In Search Of My Metaphor

Collecting metaphors to describe the experiences of life!

Thursday, August 31, 2006

I Must Have Been Hiding Under A Blanket


There are five children in my family of birth, four girls, Mary Grace, Michele (Me), Margaret and Martina and then my brother, Mark. Notice our names all start with the letter M. Our last name begins with an N. So my parents would sign all the holiday cards Laura, Tony and the 5 M&N’s. Cute huh? We also have the family shorthand of calling each other by our initials. Mary Grace became MG. I’m MT because my middle name is Teresa. Margaret Caroline is MC. ML is my sister Martina Laura and by brother Mark Anthony is MA.

I love that Mark’s initials are MAN. When he came to visit me in San Diego once, I took a picture of him outside the Museum of Man. But that’s another story.

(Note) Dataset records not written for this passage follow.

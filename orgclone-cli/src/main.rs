//! Orgclone CLI - Clone every repository of a GitHub organization

mod commands;
mod reporter;

use std::path::PathBuf;

use clap::Parser;
use orgclone_core::Config;
use tracing_subscriber::{fmt, prelude::*, EnvFilter};

use commands::CloneArgs;

/// Clone all repositories from a GitHub organization
#[derive(Parser, Debug)]
#[command(name = "orgclone")]
#[command(author, version, about, long_about = None)]
#[command(after_help = "Examples:
  orgclone microsoft
  orgclone facebook --token your_github_token
  orgclone google --target-dir ./google-repos --ssh
  orgclone netflix --no-forks --no-archived")]
struct Cli {
    /// Enable verbose output
    #[arg(short, long)]
    verbose: bool,

    /// Path to config file (defaults to ~/.config/orgclone/config.toml)
    #[arg(long)]
    config: Option<PathBuf>,

    /// Base URL of the GitHub API (overrides config and env)
    #[arg(long, env = "ORGCLONE_API_URL")]
    api_url: Option<String>,

    /// Path to git executable (overrides config and env)
    #[arg(long, env = "ORGCLONE_GIT_PATH")]
    git_path: Option<String>,

    #[command(flatten)]
    args: CloneArgs,
}

#[tokio::main]
async fn main() -> anyhow::Result<()> {
    let cli = Cli::parse();

    // Initialize tracing; RUST_LOG wins over --verbose
    let default_level = if cli.verbose { "debug" } else { "error" };
    let filter = EnvFilter::try_from_default_env().unwrap_or_else(|_| EnvFilter::new(default_level));
    tracing_subscriber::registry()
        .with(fmt::layer().with_writer(std::io::stderr))
        .with(filter)
        .init();

    // Load configuration with overrides
    let config = Config::load_with_overrides(
        cli.config.as_deref(),
        cli.api_url.clone(),
        cli.git_path.clone(),
    )?;

    if cli.verbose {
        tracing::info!(
            api_url = %config.github.api_url,
            git_path = %config.clone.git_path,
            "Configuration loaded"
        );
    }

    cli.args.execute(&config).await
}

MG, MT (Me) and MC were spaced three years apart. Then my mother took a break from birthing babies and ML didn’t appear until five years later, with MA to follow. This little gap in the line-up always offered a bit tension in the sharing of family memories. The fact that we moved from Delaware to New Jersey when ML was a baby and my mother was pregnant with MA, offered an additional split in the childhood stories.

One time when ML was about five maybe six years old, MG, MC and me, were telling tales of our Delaware days. In frustration of not being able to join in, ML announced, “Well I must have been hiding under a blanket.”

That phrase became a family classic to pull out whenever someone was feeling left out in the conversation. I, personally, of late have extended its use to when I feel I wasn’t fully present to what is going on, or when my shortcomings embarrass me.

This leads me into my chosen life focus of late, writing. I am a terrible speller, the rules of punctuation often evade me, and I mispronounce words on a regular basis. Just the other night when my friend Jennifer, helped me set-up this blog, we were reading how to post pictures. One way is through using a program named, Picasa. I don’t even want to say how badly I butchered that simple word.

In times such as this the dialogue in my head opens with “And YOU want to be a writer!” But I’ve gotten to the point of acceptance to where my cheeks will flush to blush red not full on crimson, I accept correction in pronouncing words, I ask others to read my writing for punctuation (some stuff still slips by), thank the computer geniuses of bygone days for Spell Check and I am willing to increase the muscles in my arms by lifting my huge dictionary.

But when the full grip of fear comes on me and I can’t seems to stop the critic in my head, I pull up from the bottoms of my feet a good guffawing laugh and announce, “when they taught that in school, I must have been hiding under a blanket.”

Wednesday, August 30, 2006

Metaphor n. [MET uh for] a figure of speech comprised of a word or phrase that transfers its meaning to another, use as a means of illustration. Analogy, likening, image, simile, trope, symbol.
Roget’s Super Thesaurus
By the Sea
I have taken a plunge after nine years of employment and left my position as a massage therapist on staff at the Hotel Del Coronado to skinny dip in the sea of Words. In the past I have stuck in a toe, played chicken with the incoming tide on the beach and walked in up to my knees, but now I am declaring myself a swimmer ready to immerse in the lap of the letters, wave of the words and surf of the sentences. I chose the image of the sea to describe my leaving because I am also a teacher whose subject matter is the therapeutic value of water. And because the “Grand Old Lady” herself, the Hotel Del Coronado, sits on an island between the San Diego Bay and the Pacific Ocean. The website http://www.ecoronado.com describes Coronado as: “A small, tree-lined beach haven. Coronado is about a mile from downtown San Diego and is linked to the city by the Coronado-San Diego Bridge. Crown City, as it is called (Coronado means "crowned one" in Spanish), regards itself as a friendly, small town of wide leafy streets lined with Victorian homes and Californian bungalows.”

Each day on my drive to and from work I crossed the Bay Bridge. On the way toward Coronado, I watched the sparkle of the sun upon the water, boats bobbing in the marina and the Hotel Del off in the distance, with her majestic red circular roofs sitting like a magic castle on the edge of the sea. Returning, my view was of downtown San Diego, its grid like streets, mass of skyscrapers, squat warehouses, the Convention Center with its sail-inspired roof and Petco Ball Park. The Laguna Mountains appeared as the background to this landscape picture. On a fog lifted afternoon, range after range stood like pointed green and brown tempera painted peaks on a kindergartener’s easeled picture.

But now I choose instead of crossing over the water, to dive in. I am in search of my metaphor, the one to describe the passages in my life. Today it is the Sea. The wide expanse of the churning, life filled waters that hold stories, secrets and a history of our planet. After many years of steady employment on the safety of the beach, I shed my clothes to dog-paddle in the chill of the waters of words. Will I sink or swim?